Shortly after Russia recognised rebel-held territories in Eastern Ukraine as independent states, Russian troops began pouring into the region to carry out what Moscow called a ‘peacekeeping operation’.
The move addresses what’s been an open question for investors: whether Putin’s troop buildup in recent months was just a bluff—no, and markets have started pricing in the reality that efforts to de-escalate the situation have failed.
Gainers
With the price of Brent crude oil futures up to a seven-year high of around $100 a barrel, European majors such as Shell (SHEL, +1.7%), BP (BP., +0.7%) and Eni (ENI, +1.2%) were leading the way higher.
In the US pre-market, the sector’s outperformance was even starker, as Exxon (XOM, +0.8%), ConocoPhillips (COP, +2.6%) and Chevron (CVX, +1.7%) rode the wave of higher crude prices. This is to say that strategist Allen Good’s prediction in late January that U.S. energy majors’ greater focus on crude oil makes them a more direct bet on higher geopolitical risk premiums.
A renewed armed conflict within Europe is simultaneously opening the possibility of higher defence spending in the West. “The intensified threat environment is set to put upward pressure on the defense spend outlook for NATO members,” Berenberg analysts led by Ross Law said in a note last week.
The luck of pricier raw materials due to less Russian supply is tempering some of the tailwind for defense stocks; nevertheless, Tuesday’s star performers included all of the European defense majors. In its note, Berenberg singled out BAE Systems (BA., +0.4%), Airbus (AIR, +1.3%) and Rheinmetall (RHM, +1.9%) as particularly well-placed to capture a demand boost from conflict.
Losers
In the hours after Putin’s statement, the ruble slid 3% against the dollar, its biggest drop since early 2020. Still, Russia’s MOEX stock benchmark fell as much as 11% early on Tuesday to keep up its months-long slide, bringing year-to-date losses to 28% with economically-sensitive sectors like banking, mining and construction falling hardest.
The jitters were palpable in Western Europe too, with the S&P 350 Europe Index down 2 percent in the morning and it progressed only to pare losses, as investors stood by to see how deep Western sanctions actually reach.
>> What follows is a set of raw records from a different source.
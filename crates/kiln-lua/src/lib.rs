//! Lua 5.4 backend for kiln
//!
//! Scripts get a captured `print`, `kiln.read_file(path)`, `kiln.files()`,
//! and a `require` that loads modules from files installed through the
//! `files` option (`require("a.b")` → `a/b.lua` or `a/b/init.lua`).
//! `memory_limit` caps the Lua heap (bytes).

mod backend;

pub use backend::LuaBackend;

use kiln_core::RuntimeDescriptor;

pub const NAME: &str = "lua";

pub const PRELUDE_URL: &str = "builtin:lua/prelude.lua";

pub const PRELUDE: &str = include_str!("prelude.lua");

pub fn descriptor() -> RuntimeDescriptor {
    RuntimeDescriptor::new(NAME, PRELUDE_URL, |output| Box::new(LuaBackend::new(output)))
}
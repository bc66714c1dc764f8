//! Suspension points
//!
//! Async work runs in spawned tasks that only do I/O. Each task reports a
//! [`Completion`] back to the coordinator's driver, which applies completions
//! one at a time. Coordinator state is therefore never touched concurrently.

use std::sync::Arc;
use std::sync::atomic::{AtomicUsize, Ordering};

use tokio::runtime::Handle;
use tokio::sync::mpsc;

use crate::error::{BootError, BootResult, FetchError};
use crate::fetch::Fetcher;
use crate::runtime::ReadySignal;
use crate::scripts::ScriptRecord;

/// Result of a finished suspension point
pub(crate) enum Completion {
    RuntimeFetched {
        name: String,
        result: Result<String, FetchError>,
    },
    RuntimeStarted {
        result: Result<(), String>,
    },
    ScriptFetched {
        record: ScriptRecord,
        result: Result<String, FetchError>,
    },
    FileFetched {
        path: String,
        result: Result<String, FetchError>,
    },
}

/// Spawns suspension points and counts the ones still outstanding
#[derive(Clone)]
pub(crate) struct Tasks {
    tx: mpsc::UnboundedSender<Completion>,
    in_flight: Arc<AtomicUsize>,
    fetcher: Arc<dyn Fetcher>,
}

impl Tasks {
    pub(crate) fn new(fetcher: Arc<dyn Fetcher>) -> (Self, mpsc::UnboundedReceiver<Completion>) {
        let (tx, rx) = mpsc::unbounded_channel();
        let tasks = Self {
            tx,
            in_flight: Arc::new(AtomicUsize::new(0)),
            fetcher,
        };
        (tasks, rx)
    }

    /// Fetch `url` in the background and report through `complete`
    ///
    /// Fails without spawning anything when called outside a tokio runtime.
    pub(crate) fn fetch<F>(&self, url: String, complete: F) -> BootResult<()>
    where
        F: FnOnce(Result<String, FetchError>) -> Completion + Send + 'static,
    {
        let handle = Handle::try_current().map_err(|_| BootError::NoAsyncRuntime(url.clone()))?;
        self.in_flight.fetch_add(1, Ordering::SeqCst);
        let fetcher = Arc::clone(&self.fetcher);
        let tx = self.tx.clone();
        handle.spawn(async move {
            let result = fetcher.fetch(&url).await;
            // The receiver only closes when the coordinator is gone.
            let _ = tx.send(complete(result));
        });
        Ok(())
    }

    /// Signal handed to a backend for reporting the end of its boot
    pub(crate) fn ready_signal(&self) -> ReadySignal {
        self.in_flight.fetch_add(1, Ordering::SeqCst);
        ReadySignal::new(self.tx.clone())
    }

    /// Mark one completion as applied
    pub(crate) fn settle_one(&self) {
        let _ = self
            .in_flight
            .fetch_update(Ordering::SeqCst, Ordering::SeqCst, |n| n.checked_sub(1));
    }

    pub(crate) fn in_flight(&self) -> usize {
        self.in_flight.load(Ordering::SeqCst)
    }
}

#[cfg(test)]
mod tests {
    use super::*;
    use crate::fetch::MemoryFetcher;

    fn file_completion(result: Result<String, FetchError>) -> Completion {
        Completion::FileFetched {
            path: "a.txt".into(),
            result,
        }
    }

    #[test]
    fn test_fetch_outside_async_runtime_is_an_error() {
        let (tasks, _rx) = Tasks::new(Arc::new(MemoryFetcher::new()));
        let err = tasks
            .fetch("http://x/a.txt".into(), file_completion)
            .unwrap_err();
        assert!(matches!(err, BootError::NoAsyncRuntime(ref url) if url == "http://x/a.txt"));
        assert_eq!(tasks.in_flight(), 0);
    }

    #[tokio::test]
    async fn test_fetch_reports_completion() {
        let fetcher = MemoryFetcher::new().with("http://x/a.txt", "hello");
        let (tasks, mut rx) = Tasks::new(Arc::new(fetcher));
        tasks
            .fetch("http://x/a.txt".into(), file_completion)
            .unwrap();
        assert_eq!(tasks.in_flight(), 1);

        let Some(Completion::FileFetched { path, result }) = rx.recv().await else {
            panic!("expected a file completion");
        };
        assert_eq!(path, "a.txt");
        assert_eq!(result.unwrap(), "hello");
        tasks.settle_one();
        assert_eq!(tasks.in_flight(), 0);
    }
}
//! Kiln
//!
//! Runs scripts in an embedded QuickJS or Lua runtime. This crate ties the
//! lifecycle coordinator to the bundled backends, the built-in plugins and
//! the command line.

pub mod cli;
pub mod plugins;

use std::io::Write;
use std::path::PathBuf;

use kiln_core::{BackendTable, BootResult, Coordinator, CoordinatorBuilder, DefaultFetcher, Event};
use parking_lot::Mutex;
use tracing::warn;

/// Every backend bundled into the binary
pub fn builtin_backends() -> BackendTable {
    BackendTable::new()
        .with(kiln_js::descriptor())
        .with(kiln_lua::descriptor())
}

/// Fetcher serving the backend preludes from memory and relative paths from
/// `base_dir`
pub fn builtin_fetcher(base_dir: impl Into<PathBuf>) -> DefaultFetcher {
    DefaultFetcher::new()
        .with_base_dir(base_dir)
        .with_asset(kiln_js::PRELUDE_URL, kiln_js::PRELUDE)
        .with_asset(kiln_lua::PRELUDE_URL, kiln_lua::PRELUDE)
}

/// Coordinator builder preloaded with the bundled backends
pub fn builder(base_dir: impl Into<PathBuf>) -> CoordinatorBuilder {
    Coordinator::builder()
        .backends(builtin_backends())
        .fetcher(builtin_fetcher(base_dir))
}

/// `print` handler copying script output to `writer`
///
/// A failed write is logged and dropped; it never fails the boot.
pub fn print_to<W>(writer: W) -> impl Fn(&Event) -> BootResult<()> + Send + Sync + 'static
where
    W: Write + Send + 'static,
{
    let writer = Mutex::new(writer);
    move |event| {
        if let Event::Print(text) = event {
            let mut writer = writer.lock();
            if let Err(e) = writer
                .write_all(text.as_bytes())
                .and_then(|()| writer.flush())
            {
                warn!(error = %e, "Failed to write script output");
            }
        }
        Ok(())
    }
}

#[cfg(test)]
mod tests {
    use std::io;
    use std::sync::Arc;

    use super::*;

    #[derive(Clone, Default)]
    struct Captured(Arc<Mutex<Vec<u8>>>);

    impl Write for Captured {
        fn write(&mut self, buf: &[u8]) -> io::Result<usize> {
            self.0.lock().extend_from_slice(buf);
            Ok(buf.len())
        }

        fn flush(&mut self) -> io::Result<()> {
            Ok(())
        }
    }

    struct ClosedPipe;

    impl Write for ClosedPipe {
        fn write(&mut self, _: &[u8]) -> io::Result<usize> {
            Err(io::Error::from(io::ErrorKind::BrokenPipe))
        }

        fn flush(&mut self) -> io::Result<()> {
            Err(io::Error::from(io::ErrorKind::BrokenPipe))
        }
    }

    #[test]
    fn test_print_to_writes_text() {
        let out = Captured::default();
        let handler = print_to(out.clone());

        handler(&Event::Print("hello\n".into())).unwrap();
        handler(&Event::RuntimeReady { name: "quickjs".into() }).unwrap();
        handler(&Event::Print("again\n".into())).unwrap();

        assert_eq!(&*out.0.lock(), b"hello\nagain\n");
    }

    #[test]
    fn test_print_to_closed_pipe_is_not_fatal() {
        let handler = print_to(ClosedPipe);
        assert!(handler(&Event::Print("lost\n".into())).is_ok());
    }

    #[test]
    fn test_builtin_backends() {
        let table = builtin_backends();
        assert_eq!(table.names(), vec!["lua", "quickjs"]);
        assert_eq!(table.resolve("default").unwrap().name(), "quickjs");
        assert_eq!(
            table.resolve("Lua").unwrap().url(),
            "builtin:lua/prelude.lua"
        );
    }
}
//! End-to-end boots with the bundled backends and built-in plugins

use std::io::Write;
use std::sync::Arc;

use kiln::plugins::{ReplPlugin, SourcesPlugin, SplashPlugin};
use kiln_core::{BootError, Coordinator, Event, Overrides, Topic};
use parking_lot::Mutex;
use serde_json::{Map, Value, json};

/// Write sink that can be inspected after the plugin owns it
#[derive(Clone, Default)]
struct SharedBuf(Arc<Mutex<Vec<u8>>>);

impl Write for SharedBuf {
    fn write(&mut self, buf: &[u8]) -> std::io::Result<usize> {
        self.0.lock().extend_from_slice(buf);
        Ok(buf.len())
    }

    fn flush(&mut self) -> std::io::Result<()> {
        Ok(())
    }
}

impl SharedBuf {
    fn text(&self) -> String {
        String::from_utf8_lossy(&self.0.lock()).into_owned()
    }
}

/// Sink whose terminal has gone away
struct Hangup;

impl Write for Hangup {
    fn write(&mut self, _: &[u8]) -> std::io::Result<usize> {
        Err(std::io::ErrorKind::BrokenPipe.into())
    }

    fn flush(&mut self) -> std::io::Result<()> {
        Err(std::io::ErrorKind::BrokenPipe.into())
    }
}

fn stdout_of(coordinator: &Coordinator) -> Arc<Mutex<String>> {
    let text = Arc::new(Mutex::new(String::new()));
    let sink = Arc::clone(&text);
    coordinator.bus().subscribe(Topic::Print, move |event| {
        if let Event::Print(chunk) = event {
            sink.lock().push_str(chunk);
        }
        Ok(())
    });
    text
}

fn options(value: Value) -> Overrides {
    match value {
        Value::Object(map) => Overrides::Map(map),
        _ => Overrides::Map(Map::new()),
    }
}

#[tokio::test]
async fn test_snippets_then_scripts_on_quickjs() {
    let dir = tempfile::tempdir().unwrap();
    std::fs::write(dir.path().join("main.js"), "print('from file', counter);").unwrap();
    std::fs::write(dir.path().join("data.json"), "{\"n\": 3}").unwrap();

    let splash_out = SharedBuf::default();
    let splash = SplashPlugin::new(splash_out.clone());
    let handle = splash.handle();

    let mut coordinator = kiln::builder(dir.path())
        .plugin(splash)
        .plugin(
            SourcesPlugin::new()
                .snippet("var counter = 3;")
                .script("main.js"),
        )
        .build();
    let out = stdout_of(&coordinator);

    coordinator
        .run(options(json!({ "files": { "data.json": "data.json" } })))
        .await
        .unwrap();

    assert_eq!(*out.lock(), "from file 3\n");
    assert_eq!(coordinator.plugin_names(), vec!["splash", "sources"]);
    assert_eq!(coordinator.eval_failures(), 0);

    // Files are installed by the time boot has finished.
    assert!(coordinator.eval("print(JSON.parse(kiln.readFile('data.json')).n * 2)").unwrap());
    assert_eq!(*out.lock(), "from file 3\n6\n");

    assert!(!handle.is_visible());
    let splash_text = splash_out.text();
    assert!(splash_text.starts_with("Loading kiln..."));
    assert!(splash_text.ends_with("\x1b[2K\r"));
}

#[tokio::test]
async fn test_script_files_run_in_argument_order() {
    let dir = tempfile::tempdir().unwrap();
    // The larger first file gives the second read a head start.
    let padding = "// padding\n".repeat(20_000);
    std::fs::write(dir.path().join("a.js"), format!("{padding}print('a');")).unwrap();
    std::fs::write(dir.path().join("b.js"), "print('b');").unwrap();

    let mut coordinator = kiln::builder(dir.path())
        .plugin(SourcesPlugin::new().script("a.js").script("b.js"))
        .build();
    let out = stdout_of(&coordinator);

    coordinator
        .run(options(json!({ "splash": "" })))
        .await
        .unwrap();

    assert_eq!(*out.lock(), "a\nb\n");
}

#[tokio::test]
async fn test_broken_splash_sink_does_not_fail_boot() {
    let dir = tempfile::tempdir().unwrap();
    let splash = SplashPlugin::new(Hangup);
    let handle = splash.handle();
    let mut coordinator = kiln::builder(dir.path())
        .plugin(splash)
        .plugin(SourcesPlugin::new().snippet("print('still here')"))
        .build();
    let out = stdout_of(&coordinator);

    coordinator.run(Overrides::None).await.unwrap();

    assert_eq!(*out.lock(), "still here\n");
    assert!(!handle.is_visible());
}

#[tokio::test]
async fn test_lua_runtime_by_name() {
    let dir = tempfile::tempdir().unwrap();
    let mut coordinator = kiln::builder(dir.path())
        .plugin(SourcesPlugin::new().snippet("print(kiln.runtime, _VERSION)"))
        .build();
    let out = stdout_of(&coordinator);

    coordinator
        .run(options(json!({ "runtime": "LUA", "splash": "" })))
        .await
        .unwrap();

    assert_eq!(*out.lock(), "lua\tLua 5.4\n");
}

#[tokio::test]
async fn test_failed_boot_keeps_splash() {
    let dir = tempfile::tempdir().unwrap();
    let splash = SplashPlugin::new(SharedBuf::default());
    let handle = splash.handle();
    let mut coordinator = kiln::builder(dir.path()).plugin(splash).build();

    let err = coordinator
        .run(options(json!({ "runtime": "cobol" })))
        .await
        .unwrap_err();

    assert!(matches!(err, BootError::UnknownRuntime { .. }));
    assert!(handle.is_visible());
}

#[tokio::test]
async fn test_missing_script_file_is_fatal() {
    let dir = tempfile::tempdir().unwrap();
    let mut coordinator = kiln::builder(dir.path())
        .plugin(SourcesPlugin::new().script("nope.js"))
        .build();

    let err = coordinator.run(Overrides::None).await.unwrap_err();
    assert!(matches!(err, BootError::ScriptFetch { ref src, .. } if src == "nope.js"));
}

#[tokio::test]
async fn test_repl_plugin_enables_stdin() {
    let dir = tempfile::tempdir().unwrap();
    let mut coordinator = kiln::builder(dir.path()).plugin(ReplPlugin).build();
    let out = stdout_of(&coordinator);

    coordinator
        .run(options(json!({ "splash": "" })))
        .await
        .unwrap();
    assert_eq!(coordinator.config().get_bool("repl"), Some(true));

    coordinator.stdin("[1, 2].map(x => x * 10)").unwrap();
    assert_eq!(*out.lock(), "[10,20]\n");
}
//! QuickJS backend for kiln
//!
//! Globals available to scripts:
//!
//! - `print(...)`, `console.log(...)`: write to the interpreter output
//! - `console.info/warn/error/debug(...)`: write to the host log
//! - `kiln.readFile(path)`, `kiln.files()`, `kiln.load(path)`: the virtual
//!   filesystem populated from the `files` option
//!
//! The `memory_limit` option caps the QuickJS heap (bytes).

mod backend;
mod globals;

pub use backend::{DEFAULT_MEMORY_LIMIT, QuickJsBackend};

use kiln_core::RuntimeDescriptor;

/// Backend name in the runtime table
pub const NAME: &str = "quickjs";

/// Where the prelude is loaded from
pub const PRELUDE_URL: &str = "builtin:quickjs/prelude.js";

/// Code evaluated while the runtime boots
pub const PRELUDE: &str = include_str!("prelude.js");

pub fn descriptor() -> RuntimeDescriptor {
    RuntimeDescriptor::new(NAME, PRELUDE_URL, |output| Box::new(QuickJsBackend::new(output)))
}
//! Built-in plugins

mod repl;
mod sources;
mod splash;

pub use repl::ReplPlugin;
pub use sources::SourcesPlugin;
pub use splash::{SplashHandle, SplashPlugin};
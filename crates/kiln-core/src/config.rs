//! Config Store
//!
//! A mapping of option name to JSON value. Built from defaults, merged with
//! overrides exactly once, adjusted by plugin `configure` hooks, then frozen.

use std::collections::BTreeMap;
use std::path::Path;
use std::sync::Arc;

use parking_lot::RwLock;
use serde_json::{Map, Value};
use tracing::info;

use crate::bus::{Event, EventBus};
use crate::error::{BootResult, ConfigError};

/// Backend selected when the config names none
pub const DEFAULT_RUNTIME: &str = "quickjs";

/// Text shown while the runtime boots
pub const DEFAULT_SPLASH: &str = "Loading kiln...";

// ─────────────────────────────────────────────────────────────────────────────
// Config
// ─────────────────────────────────────────────────────────────────────────────

/// Option mapping with a one-way freeze
#[derive(Debug, Clone, PartialEq)]
pub struct Config {
    values: Map<String, Value>,
    frozen: bool,
}

impl Default for Config {
    fn default() -> Self {
        let mut values = Map::new();
        values.insert("runtime".into(), Value::String(DEFAULT_RUNTIME.into()));
        values.insert("splash".into(), Value::String(DEFAULT_SPLASH.into()));
        values.insert("files".into(), Value::Object(Map::new()));
        Self {
            values,
            frozen: false,
        }
    }
}

impl Config {
    pub fn get(&self, key: &str) -> Option<&Value> {
        self.values.get(key)
    }

    pub fn get_str(&self, key: &str) -> Option<&str> {
        self.values.get(key).and_then(Value::as_str)
    }

    pub fn get_u64(&self, key: &str) -> Option<u64> {
        self.values.get(key).and_then(Value::as_u64)
    }

    pub fn get_bool(&self, key: &str) -> Option<bool> {
        self.values.get(key).and_then(Value::as_bool)
    }

    /// Set an option. Fails once the config is frozen.
    pub fn set(&mut self, key: impl Into<String>, value: impl Into<Value>) -> Result<(), ConfigError> {
        let key = key.into();
        if self.frozen {
            return Err(ConfigError::Immutable { key });
        }
        self.values.insert(key, value.into());
        Ok(())
    }

    /// Name of the selected runtime. `interpreter` is an alias for `runtime`.
    pub fn runtime(&self) -> &str {
        self.get_str("runtime")
            .or_else(|| self.get_str("interpreter"))
            .unwrap_or(DEFAULT_RUNTIME)
    }

    pub fn splash(&self) -> &str {
        self.get_str("splash").unwrap_or(DEFAULT_SPLASH)
    }

    /// Virtual path to source URL mapping from the `files` option
    pub fn files(&self) -> Result<BTreeMap<String, String>, ConfigError> {
        let Some(value) = self.values.get("files") else {
            return Ok(BTreeMap::new());
        };
        let Value::Object(entries) = value else {
            return Err(ConfigError::InvalidValue {
                key: "files".into(),
                reason: "expected a mapping of path to URL".into(),
            });
        };
        entries
            .iter()
            .map(|(path, url)| match url.as_str() {
                Some(url) => Ok((path.clone(), url.to_string())),
                None => Err(ConfigError::InvalidValue {
                    key: format!("files.{path}"),
                    reason: "expected a URL string".into(),
                }),
            })
            .collect()
    }

    pub fn is_frozen(&self) -> bool {
        self.frozen
    }

    pub fn as_map(&self) -> &Map<String, Value> {
        &self.values
    }

    fn merge(&mut self, overrides: Map<String, Value>) {
        for (key, value) in overrides {
            self.values.insert(key, value);
        }
    }
}

// ─────────────────────────────────────────────────────────────────────────────
// Overrides
// ─────────────────────────────────────────────────────────────────────────────

/// Override data supplied by the host
#[derive(Debug, Clone, Default)]
pub enum Overrides {
    #[default]
    None,
    Json(String),
    Toml(String),
    Map(Map<String, Value>),
}

impl Overrides {
    /// Read overrides from a file, picking the format from its extension
    pub fn from_path(path: &Path) -> Result<Self, ConfigError> {
        let text = std::fs::read_to_string(path)
            .map_err(|e| ConfigError::Parse(format!("{}: {}", path.display(), e)))?;
        match path.extension().and_then(|ext| ext.to_str()) {
            Some("toml") => Ok(Overrides::Toml(text)),
            Some("json") | None => Ok(Overrides::Json(text)),
            Some(other) => Err(ConfigError::Parse(format!(
                "unsupported config format '.{other}' (expected .json or .toml)"
            ))),
        }
    }

    /// Parse into a key/value mapping
    pub fn into_map(self) -> Result<Map<String, Value>, ConfigError> {
        let value = match self {
            Overrides::None => return Ok(Map::new()),
            Overrides::Map(map) => return Ok(map),
            Overrides::Json(text) if text.trim().is_empty() => return Ok(Map::new()),
            Overrides::Json(text) => {
                serde_json::from_str::<Value>(&text).map_err(|e| ConfigError::Parse(e.to_string()))?
            }
            Overrides::Toml(text) => {
                let table: toml::Table =
                    toml::from_str(&text).map_err(|e| ConfigError::Parse(e.to_string()))?;
                serde_json::to_value(table).map_err(|e| ConfigError::Parse(e.to_string()))?
            }
        };
        match value {
            Value::Object(map) => Ok(map),
            other => Err(ConfigError::Parse(format!(
                "expected a mapping of options, found {other}"
            ))),
        }
    }
}

// ─────────────────────────────────────────────────────────────────────────────
// Config Store
// ─────────────────────────────────────────────────────────────────────────────

#[derive(Debug, Default)]
struct StoreState {
    config: Arc<Config>,
    loaded: bool,
}

/// Shared owner of the process config
pub struct ConfigStore {
    state: RwLock<StoreState>,
    bus: EventBus,
}

impl ConfigStore {
    pub fn new(bus: EventBus) -> Self {
        Self {
            state: RwLock::new(StoreState::default()),
            bus,
        }
    }

    /// Merge overrides onto the defaults and emit `configured`
    ///
    /// Nothing is applied if the overrides fail to parse.
    pub fn load(&self, overrides: Overrides) -> BootResult<()> {
        let overrides = overrides.into_map()?;
        let snapshot = {
            let mut state = self.state.write();
            if state.loaded {
                return Err(ConfigError::AlreadyLoaded.into());
            }
            if state.config.frozen {
                return Err(ConfigError::Immutable {
                    key: overrides.keys().next().cloned().unwrap_or_default(),
                }
                .into());
            }
            Arc::make_mut(&mut state.config).merge(overrides);
            state.loaded = true;
            Arc::clone(&state.config)
        };

        info!(runtime = snapshot.runtime(), "Loaded configuration");
        self.bus.publish(Event::Configured(snapshot))?;
        Ok(())
    }

    /// Current config
    pub fn snapshot(&self) -> Arc<Config> {
        Arc::clone(&self.state.read().config)
    }

    /// Replace the config with an edited copy. Fails once frozen.
    pub fn commit(&self, config: Config) -> Result<(), ConfigError> {
        let mut state = self.state.write();
        if state.config.frozen {
            let key = config
                .values
                .iter()
                .find(|(k, v)| state.config.values.get(*k) != Some(*v))
                .map(|(k, _)| k.clone())
                .unwrap_or_default();
            return Err(ConfigError::Immutable { key });
        }
        state.config = Arc::new(Config {
            frozen: false,
            ..config
        });
        Ok(())
    }

    /// Make the config immutable for the rest of the process lifetime
    pub fn freeze(&self) {
        let mut state = self.state.write();
        if !state.config.frozen {
            Arc::make_mut(&mut state.config).frozen = true;
            info!("Frozen config");
        }
    }

    pub fn is_frozen(&self) -> bool {
        self.state.read().config.frozen
    }

    /// Whether overrides have been merged
    pub fn is_loaded(&self) -> bool {
        self.state.read().loaded
    }
}
//! Script sources given on the command line

use kiln_core::{Plugin, PluginContext, ScriptRecord};
use tracing::debug;

/// Discovers `--eval` snippets, then script paths or URLs, in that order
#[derive(Debug, Clone, Default)]
pub struct SourcesPlugin {
    snippets: Vec<String>,
    scripts: Vec<String>,
}

impl SourcesPlugin {
    pub fn new() -> Self {
        Self::default()
    }

    pub fn snippet(mut self, code: impl Into<String>) -> Self {
        self.snippets.push(code.into());
        self
    }

    /// A file path (relative to the working directory) or URL
    pub fn script(mut self, src: impl Into<String>) -> Self {
        self.scripts.push(src.into());
        self
    }
}

impl Plugin for SourcesPlugin {
    fn name(&self) -> &str {
        "sources"
    }

    fn start(&self, ctx: &PluginContext) -> anyhow::Result<()> {
        for (i, code) in self.snippets.iter().enumerate() {
            debug!(index = i, "Discovered --eval snippet");
            ctx.discover(ScriptRecord::inline(code.as_str()).with_source(format!("--eval #{}", i + 1)))?;
        }
        for src in &self.scripts {
            debug!(%src, "Discovered script");
            ctx.discover(ScriptRecord::remote(src.as_str()))?;
        }
        Ok(())
    }
}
The region’s biggest losers included energy companies linked to the Gazprom-led Nord Stream 2 pipeline project, such as Uniper (UN01, -3.4% intraday) and Fortum (FORTUM, -4.2%), following Germany’s decision to stop certification of the pipeline.
European banks that have business in Russia were also among the biggest losers of the day. They featured Austria’s Raiffeisen (RBI, -7%) and Erste Bank (EBS, -3.5%), and SocGen’s (GLE, -0.7%) Russian exposure was insulated by media reports that Rosbank, its Russian unit, was well placed to assist other lenders with transactions with Russia.
Lingering doubt
It remains unclear whether or not Russia’s move into two secessionist areas was Putin’s ultimate goal, or merely a prelude to a much wider campaign against Ukraine. The market’s reaction to the conflict depends in large part on the extent of the Western economic sanctions still evolving on Tuesday.
“We do not believe the full set of sanctions threatened by the West will be implemented,” UBS CIO Mark Haefele wrote in a note following the latest developments. “This should enable the international community to leave the door open to diplomatic efforts, and to reduce collateral damage to the European and global economy.”